-- Opening Marker --

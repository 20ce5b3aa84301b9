use std::path::{Path, PathBuf};
use std::sync::Arc;
use std::time::SystemTime;

use super::loader::{LoadError, load_file};
use super::model::Catalog;

/// Identity of a source file version: where it is, how big, when last written.
#[derive(Debug, Clone, PartialEq, Eq)]
pub struct SourceSignature {
    pub path: PathBuf,
    pub len: u64,
    pub modified: Option<SystemTime>,
}

impl SourceSignature {
    pub fn of(path: &Path) -> Result<Self, LoadError> {
        let io_err = |source| LoadError::Io {
            path: path.to_path_buf(),
            source,
        };
        let canonical = std::fs::canonicalize(path).map_err(io_err)?;
        let meta = std::fs::metadata(&canonical).map_err(io_err)?;
        Ok(SourceSignature {
            path: canonical,
            len: meta.len(),
            modified: meta.modified().ok(),
        })
    }
}

/// Holds the most recently loaded catalog and reloads only when its source changes.
#[derive(Debug, Default)]
pub struct CatalogCache {
    entry: Option<(SourceSignature, Arc<Catalog>)>,
}

impl CatalogCache {
    pub fn new() -> Self {
        Self::default()
    }

    /// Return the cached catalog if `path` still has the same signature,
    /// otherwise load it and replace the cache entry.
    ///
    /// A failed load leaves the previous entry untouched.
    pub fn get_or_load(&mut self, path: &Path) -> Result<Arc<Catalog>, LoadError> {
        let signature = SourceSignature::of(path)?;
        if let Some((cached, catalog)) = &self.entry {
            if *cached == signature {
                log::debug!("Catalog cache hit for {}", signature.path.display());
                return Ok(Arc::clone(catalog));
            }
        }

        let catalog = Arc::new(load_file(&signature.path)?);
        self.entry = Some((signature, Arc::clone(&catalog)));
        Ok(catalog)
    }

    /// Drop the cached catalog; the next lookup reloads.
    pub fn invalidate(&mut self) {
        self.entry = None;
    }

    pub fn signature(&self) -> Option<&SourceSignature> {
        self.entry.as_ref().map(|(sig, _)| sig)
    }
}
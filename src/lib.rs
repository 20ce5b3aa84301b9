//! Loading, deriving and filtering media catalog datasets.
//!
//! The desktop dashboard (`src/main.rs`) is a thin layer over [`data`].

pub mod config;
pub mod data;
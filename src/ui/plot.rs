use eframe::egui::{self, Color32, RichText, Stroke, Ui};
use egui_plot::{Bar, BarChart, BoxElem, BoxPlot, BoxSpread, Legend, Plot};

use catalog_explorer::data::aggregate::Aggregates;
use catalog_explorer::data::model::TitleType;

use crate::color::ChartColors;
use crate::state::AppState;
use crate::ui::preview;

const CHART_HEIGHT: f32 = 240.0;

// ---------------------------------------------------------------------------
// Dashboard (central panel)
// ---------------------------------------------------------------------------

/// Render every chart of the dashboard in the central panel.
pub fn dashboard(ui: &mut Ui, state: &AppState) {
    let Some((view, agg)) = &state.view else {
        ui.centered_and_justified(|ui: &mut Ui| {
            let hint = match &state.status_message {
                Some(msg) => msg.clone(),
                None => "Open a catalog to explore it  (File → Open…)".to_string(),
            };
            ui.heading(hint);
        });
        return;
    };
    let colors = &state.colors;

    egui::ScrollArea::vertical()
        .auto_shrink([false, false])
        .show(ui, |ui: &mut Ui| {
            ui.heading("Media catalog exploration");
            ui.add_space(8.0);
            metrics(ui, agg);

            section(ui, "Movies vs TV shows");
            type_chart(ui, agg, colors);

            section(ui, "Missing values per column (whole catalog)");
            missing_chart(ui, agg, colors);

            section(ui, "Delay between release and addition");
            delay_chart(ui, agg, colors);

            section(ui, "Movie durations");
            duration_chart(ui, agg, colors);

            section(ui, "Top countries");
            country_chart(ui, agg, colors);

            section(ui, "Data preview");
            preview::table(ui, view);
        });
}

fn section(ui: &mut Ui, title: &str) {
    ui.add_space(12.0);
    ui.separator();
    ui.heading(title);
}

fn info(ui: &mut Ui, text: &str) {
    ui.label(RichText::new(text).italics().color(Color32::GRAY));
}

// ---------------------------------------------------------------------------
// Key metrics
// ---------------------------------------------------------------------------

fn metrics(ui: &mut Ui, agg: &Aggregates) {
    let years = agg
        .release_years
        .map_or_else(|| "–".to_string(), |r| format!("{} - {}", r.min, r.max));
    let cells = [
        ("Titles (filtered)", agg.total.to_string()),
        ("Movies", agg.type_count(TitleType::Movie).to_string()),
        ("TV shows", agg.type_count(TitleType::TvShow).to_string()),
        ("Years covered", years),
    ];

    ui.columns(cells.len(), |cols| {
        for (col, (label, value)) in cols.iter_mut().zip(cells) {
            col.label(RichText::new(label).small());
            col.label(RichText::new(value).size(24.0).strong());
        }
    });
}

// ---------------------------------------------------------------------------
// Charts
// ---------------------------------------------------------------------------

fn type_chart(ui: &mut Ui, agg: &Aggregates, colors: &ChartColors) {
    if agg.total == 0 {
        info(ui, "No titles match the selected filters.");
        return;
    }
    let bars: Vec<Bar> = agg
        .type_counts
        .iter()
        .enumerate()
        .map(|(i, c)| {
            Bar::new(i as f64, c.count as f64)
                .name(c.kind.as_str())
                .fill(colors.for_type(c.kind))
                .width(0.6)
        })
        .collect();

    Plot::new("type_chart")
        .height(CHART_HEIGHT)
        .legend(Legend::default())
        .y_axis_label("Titles")
        .allow_scroll(false)
        .show(ui, |plot_ui| {
            plot_ui.bar_chart(BarChart::new(bars).name("Titles per type"));
        });
}

fn missing_chart(ui: &mut Ui, agg: &Aggregates, colors: &ChartColors) {
    if agg.missing.is_empty() {
        info(ui, "No missing values.");
        return;
    }
    // Largest first, drawn top-down.
    let n = agg.missing.len();
    let bars: Vec<Bar> = agg
        .missing
        .iter()
        .enumerate()
        .map(|(i, m)| {
            Bar::new((n - i) as f64, m.missing as f64)
                .name(m.column.name())
                .fill(colors.warning)
                .width(0.7)
        })
        .collect();

    Plot::new("missing_chart")
        .height(CHART_HEIGHT)
        .x_axis_label("Missing values")
        .allow_scroll(false)
        .show(ui, |plot_ui| {
            plot_ui.bar_chart(BarChart::new(bars).horizontal());
        });
    labels(
        ui,
        "missing_values",
        agg.missing.iter().map(|m| (m.column.name().to_string(), m.missing)),
    );
}

fn delay_chart(ui: &mut Ui, agg: &Aggregates, colors: &ChartColors) {
    if agg.delays.iter().all(|d| d.spread.is_none()) {
        info(ui, "No delay data for the selected filters.");
        return;
    }
    let boxes: Vec<BoxElem> = agg
        .delays
        .iter()
        .enumerate()
        .filter_map(|(i, d)| {
            let s = d.spread?;
            let color = colors.for_type(d.kind);
            Some(
                BoxElem::new(i as f64, BoxSpread::new(s.min, s.q1, s.median, s.q3, s.max))
                    .name(d.kind.as_str())
                    .fill(color.linear_multiply(0.3))
                    .stroke(Stroke::new(1.5, color))
                    .box_width(0.5),
            )
        })
        .collect();

    Plot::new("delay_chart")
        .height(CHART_HEIGHT)
        .legend(Legend::default())
        .y_axis_label("Years")
        .allow_scroll(false)
        .show(ui, |plot_ui| {
            plot_ui.box_plot(BoxPlot::new(boxes).name("Delay (years)"));
        });

    for d in &agg.delays {
        let mean = d
            .mean
            .map_or_else(|| "N/A".to_string(), |m| format!("{m:.1} years"));
        ui.label(format!("Average delay, {}: {mean}", d.kind));
    }
}

fn duration_chart(ui: &mut Ui, agg: &Aggregates, colors: &ChartColors) {
    let hist = &agg.duration_histogram;
    if hist.is_empty() {
        info(ui, "Not enough movie duration data for the selected filters.");
        return;
    }
    let bars: Vec<Bar> = hist
        .bins
        .iter()
        .map(|b| {
            Bar::new((b.start + b.end) / 2.0, b.count as f64)
                .width(b.end - b.start)
                .name(format!("{:.0}–{:.0} min", b.start, b.end))
                .fill(colors.for_type(TitleType::Movie))
        })
        .collect();

    Plot::new("duration_chart")
        .height(CHART_HEIGHT)
        .x_axis_label("Duration (minutes)")
        .y_axis_label("Movies")
        .allow_scroll(false)
        .show(ui, |plot_ui| {
            plot_ui.bar_chart(BarChart::new(bars));
        });
}

fn country_chart(ui: &mut Ui, agg: &Aggregates, colors: &ChartColors) {
    if agg.top_countries.is_empty() {
        info(ui, "No titles match the selected filters.");
        return;
    }
    let n = agg.top_countries.len();
    let bars: Vec<Bar> = agg
        .top_countries
        .iter()
        .enumerate()
        .map(|(i, c)| {
            Bar::new((n - i) as f64, c.count as f64)
                .name(&c.value)
                .fill(colors.accent)
                .width(0.7)
        })
        .collect();

    Plot::new("country_chart")
        .height(CHART_HEIGHT)
        .x_axis_label("Titles")
        .allow_scroll(false)
        .show(ui, |plot_ui| {
            plot_ui.bar_chart(BarChart::new(bars).horizontal());
        });
    labels(
        ui,
        "country_values",
        agg.top_countries.iter().map(|c| (c.value.clone(), c.count)),
    );
}

/// Ranked name/count list under a horizontal bar chart.
fn labels(ui: &mut Ui, id: &str, rows: impl Iterator<Item = (String, usize)>) {
    egui::CollapsingHeader::new("Values")
        .id_salt(id)
        .default_open(false)
        .show(ui, |ui: &mut Ui| {
            egui::Grid::new((id, "grid")).striped(true).show(ui, |ui: &mut Ui| {
                for (name, count) in rows {
                    ui.label(name);
                    ui.label(count.to_string());
                    ui.end_row();
                }
            });
        });
}
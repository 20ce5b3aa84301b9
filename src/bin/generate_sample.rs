use std::sync::Arc;

use arrow::array::{ArrayRef, Int64Array, StringArray};
use arrow::datatypes::{DataType, Field, Schema};
use arrow::record_batch::RecordBatch;
use parquet::arrow::ArrowWriter;

const MONTHS: [&str; 12] = [
    "January", "February", "March", "April", "May", "June", "July", "August", "September",
    "October", "November", "December",
];
const COUNTRIES: [&str; 9] = [
    "United States",
    "India",
    "United Kingdom",
    "Japan",
    "South Korea",
    "France",
    "Spain",
    "Brazil",
    "United States, Canada",
];
const RATINGS: [&str; 6] = ["TV-MA", "TV-14", "PG-13", "R", "TV-PG", "PG"];
const GENRES: [&str; 5] = ["Dramas", "Comedies", "Documentaries", "Action & Adventure", "Kids' TV"];
const HEADER: [&str; 12] = [
    "show_id", "type", "title", "director", "cast", "country", "date_added", "release_year",
    "rating", "duration", "listed_in", "description",
];

/// Minimal deterministic PRNG (xoshiro256**)
struct SimpleRng {
    state: [u64; 4],
}

impl SimpleRng {
    fn new(seed: u64) -> Self {
        let mut s = [0u64; 4];
        let mut x = seed;
        for slot in &mut s {
            x = x.wrapping_mul(6364136223846793005).wrapping_add(1);
            *slot = x;
        }
        SimpleRng { state: s }
    }

    fn next_u64(&mut self) -> u64 {
        let result = (self.state[1].wrapping_mul(5))
            .rotate_left(7)
            .wrapping_mul(9);
        let t = self.state[1] << 17;
        self.state[2] ^= self.state[0];
        self.state[3] ^= self.state[1];
        self.state[1] ^= self.state[2];
        self.state[0] ^= self.state[3];
        self.state[2] ^= t;
        self.state[3] = self.state[3].rotate_left(45);
        result
    }

    /// Uniform integer in `lo..=hi`.
    fn range(&mut self, lo: i64, hi: i64) -> i64 {
        lo + (self.next_u64() % (hi - lo + 1) as u64) as i64
    }

    fn pick<'a>(&mut self, items: &[&'a str]) -> &'a str {
        items[self.range(0, items.len() as i64 - 1) as usize]
    }

    /// True with probability `percent` / 100.
    fn chance(&mut self, percent: i64) -> bool {
        self.range(1, 100) <= percent
    }
}

/// One generated row, cells in [`HEADER`] order. Empty string = missing.
fn generate_row(id: usize, rng: &mut SimpleRng) -> [String; 12] {
    let is_movie = rng.chance(70);
    let release_year = rng.range(1960, 2021);

    // Mostly added after release; a few deliberately before it.
    let year_added = if rng.chance(3) {
        release_year - rng.range(1, 5)
    } else {
        (release_year + rng.range(0, 6)).min(2021)
    };
    let date_added = if rng.chance(2) {
        String::new()
    } else {
        format!("{} {}, {year_added}", rng.pick(&MONTHS), rng.range(1, 28))
    };

    let duration = match (is_movie, rng.chance(1)) {
        (_, true) => String::new(),
        (true, false) => format!("{} min", rng.range(60, 180)),
        (false, false) => match rng.range(1, 6) {
            1 => "1 Season".to_string(),
            n => format!("{n} Seasons"),
        },
    };

    let optional = |rng: &mut SimpleRng, percent: i64, value: String| {
        if rng.chance(percent) { String::new() } else { value }
    };

    let director = format!("Director {}", rng.range(1, 400));
    let cast = format!("Actor {}, Actor {}", rng.range(1, 900), rng.range(1, 900));
    let country = rng.pick(&COUNTRIES).to_string();
    let rating = rng.pick(&RATINGS).to_string();

    [
        format!("s{id}"),
        if is_movie { "Movie" } else { "TV Show" }.to_string(),
        format!("Title {id}"),
        optional(rng, 30, director),
        optional(rng, 10, cast),
        optional(rng, 9, country),
        date_added,
        release_year.to_string(),
        optional(rng, 1, rating),
        duration,
        rng.pick(&GENRES).to_string(),
        format!("Synthetic catalog entry number {id}."),
    ]
}

fn write_csv(path: &str, rows: &[[String; 12]]) -> anyhow::Result<()> {
    let mut writer = csv::Writer::from_path(path)?;
    writer.write_record(HEADER)?;
    for row in rows {
        writer.write_record(row)?;
    }
    writer.flush()?;
    Ok(())
}

fn write_parquet(path: &str, rows: &[[String; 12]]) -> anyhow::Result<()> {
    let release_idx = HEADER.iter().position(|h| *h == "release_year").unwrap_or(7);

    let fields: Vec<Field> = HEADER
        .iter()
        .enumerate()
        .map(|(i, name)| {
            let ty = if i == release_idx { DataType::Int64 } else { DataType::Utf8 };
            Field::new(*name, ty, true)
        })
        .collect();
    let schema = Arc::new(Schema::new(fields));

    let columns: Vec<ArrayRef> = (0..HEADER.len())
        .map(|i| -> ArrayRef {
            if i == release_idx {
                Arc::new(Int64Array::from_iter(rows.iter().map(|r| r[i].parse::<i64>().ok())))
            } else {
                Arc::new(StringArray::from_iter(
                    rows.iter().map(|r| (!r[i].is_empty()).then_some(r[i].as_str())),
                ))
            }
        })
        .collect();

    let batch = RecordBatch::try_new(schema.clone(), columns)?;
    let file = std::fs::File::create(path)?;
    let mut writer = ArrowWriter::try_new(file, schema, None)?;
    writer.write(&batch)?;
    writer.close()?;
    Ok(())
}

fn main() -> anyhow::Result<()> {
    let mut rng = SimpleRng::new(42);
    let count: usize = std::env::args()
        .nth(1)
        .and_then(|n| n.parse().ok())
        .unwrap_or(2000);

    let rows: Vec<[String; 12]> = (1..=count).map(|id| generate_row(id, &mut rng)).collect();

    write_csv("sample_titles.csv", &rows)?;
    write_parquet("sample_titles.parquet", &rows)?;

    println!("Wrote {count} titles to sample_titles.csv and sample_titles.parquet");
    Ok(())
}
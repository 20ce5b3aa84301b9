use std::path::{Path, PathBuf};
use std::sync::Arc;

use anyhow::Result;

use catalog_explorer::config::Args;
use catalog_explorer::data::aggregate::{Aggregates, FilterOptions};
use catalog_explorer::data::cache::CatalogCache;
use catalog_explorer::data::export;
use catalog_explorer::data::filter::{FilterCriteria, FilteredView, filter};
use catalog_explorer::data::model::{Catalog, TitleType};

use crate::color::ChartColors;

// ---------------------------------------------------------------------------
// Application state
// ---------------------------------------------------------------------------

/// The full UI state, independent of rendering.
pub struct AppState {
    pub args: Args,

    cache: CatalogCache,

    /// File the current catalog came from.
    pub source: Option<PathBuf>,

    /// Loaded catalog (None until a file loads successfully).
    pub catalog: Option<Arc<Catalog>>,

    /// Current sidebar selection.
    pub criteria: FilterCriteria,

    pub options: FilterOptions,

    /// Rows passing the current criteria, with their aggregates (cached).
    pub view: Option<(FilteredView, Aggregates)>,

    pub colors: ChartColors,

    /// Status / error message shown in the UI.
    pub status_message: Option<String>,
}

impl AppState {
    pub fn new(args: Args) -> Self {
        let options = args.filter_options();
        Self {
            args,
            cache: CatalogCache::new(),
            source: None,
            catalog: None,
            criteria: FilterCriteria::default(),
            options,
            view: None,
            colors: ChartColors::default(),
            status_message: None,
        }
    }

    /// Load (or reuse) the catalog at `path` and reset the filters.
    ///
    /// On failure the previous catalog stays on screen and the error is shown.
    pub fn open(&mut self, path: &Path) {
        match self.cache.get_or_load(path) {
            Ok(catalog) => {
                self.source = Some(path.to_path_buf());
                self.set_catalog(catalog);
            }
            Err(e) => {
                log::error!("Failed to load {}: {e}", path.display());
                self.status_message = Some(format!("Error: {e}"));
            }
        }
    }

    /// Re-read the current source if it changed on disk.
    pub fn reload(&mut self) {
        if let Some(path) = self.source.clone() {
            self.open(&path);
        }
    }

    /// Ingest a newly loaded catalog and initialise the filters.
    pub fn set_catalog(&mut self, catalog: Arc<Catalog>) {
        let unchanged = self
            .catalog
            .as_ref()
            .is_some_and(|current| Arc::ptr_eq(current, &catalog));
        if !unchanged {
            self.criteria = self.args.initial_criteria(&catalog);
        }
        self.catalog = Some(catalog);
        self.status_message = None;
        self.refilter();
    }

    /// Recompute the view and aggregates after a filter change.
    pub fn refilter(&mut self) {
        self.view = self
            .catalog
            .as_ref()
            .map(|catalog| filter(catalog, &self.criteria, &self.options));
    }

    pub fn aggregates(&self) -> Option<&Aggregates> {
        self.view.as_ref().map(|(_, agg)| agg)
    }

    pub fn toggle_type(&mut self, kind: TitleType) {
        if !self.criteria.types.remove(&kind) {
            self.criteria.types.insert(kind);
        }
        self.refilter();
    }

    pub fn toggle_country(&mut self, country: &str) {
        if !self.criteria.countries.remove(country) {
            self.criteria.countries.insert(country.to_string());
        }
        self.refilter();
    }

    /// Select every country offered as a filter choice.
    pub fn select_all_countries(&mut self) {
        if let Some(catalog) = &self.catalog {
            self.criteria.countries = catalog
                .top_countries
                .iter()
                .map(|c| c.value.clone())
                .collect();
            self.refilter();
        }
    }

    pub fn select_no_countries(&mut self) {
        self.criteria.countries.clear();
        self.refilter();
    }

    /// Write the current view to `path`.
    pub fn export_to(&mut self, path: &Path) -> Result<()> {
        let Some((view, _)) = &self.view else {
            anyhow::bail!("no catalog loaded");
        };
        export::export_to_path(view, path)?;
        self.status_message = Some(format!("Exported {} titles to {}", view.len(), path.display()));
        Ok(())
    }
}

#[cfg(test)]
mod tests {
    use super::*;

    fn state_with(source: &str) -> (tempfile::TempDir, AppState) {
        let dir = tempfile::tempdir().unwrap();
        let path = dir.path().join("titles.csv");
        std::fs::write(&path, source).unwrap();
        let mut state = AppState::new(Args::default());
        state.open(&path);
        (dir, state)
    }

    const SOURCE: &str = "type,release_year,country\n\
                          Movie,2010,France\n\
                          TV Show,2012,France\n\
                          Movie,2015,India\n";

    #[test]
    fn opening_a_file_applies_startup_selection() {
        let (_dir, state) = state_with(SOURCE);
        let agg = state.aggregates().unwrap();
        assert_eq!(agg.total, 3);
        assert!(state.status_message.is_none());
    }

    #[test]
    fn toggles_refilter_immediately() {
        let (_dir, mut state) = state_with(SOURCE);
        state.toggle_type(TitleType::TvShow);
        assert_eq!(state.aggregates().unwrap().total, 2);
        state.toggle_country("India");
        assert_eq!(state.aggregates().unwrap().total, 1);
        state.select_no_countries();
        assert_eq!(state.aggregates().unwrap().total, 0);
        state.select_all_countries();
        assert_eq!(state.aggregates().unwrap().total, 2);
    }

    #[test]
    fn reload_of_unchanged_source_keeps_selection() {
        let (_dir, mut state) = state_with(SOURCE);
        state.toggle_type(TitleType::Movie);
        state.reload();
        assert!(!state.criteria.types.contains(&TitleType::Movie));
    }

    #[test]
    fn failed_open_reports_and_keeps_catalog() {
        let (dir, mut state) = state_with(SOURCE);
        state.open(&dir.path().join("nope.csv"));
        assert!(state.status_message.as_deref().unwrap().starts_with("Error"));
        assert!(state.catalog.is_some());
    }

    #[test]
    fn export_writes_current_view() {
        let (dir, mut state) = state_with(SOURCE);
        let out = dir.path().join("out.csv");
        state.export_to(&out).unwrap();
        let text = std::fs::read_to_string(&out).unwrap();
        assert_eq!(text.lines().count(), 4);
    }
}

-- Closing Marker --

▸ PROBLEM STATEMENT:
Reproduce each line of the material containing the word "RATINGS".

▸ EXPECTED ANSWER:
const RATINGS: [&str; 6] = ["TV-MA", "TV-14", "PG-13", "R", "TV-PG", "PG"];
    let rating = rng.pick(&RATINGS).to_string();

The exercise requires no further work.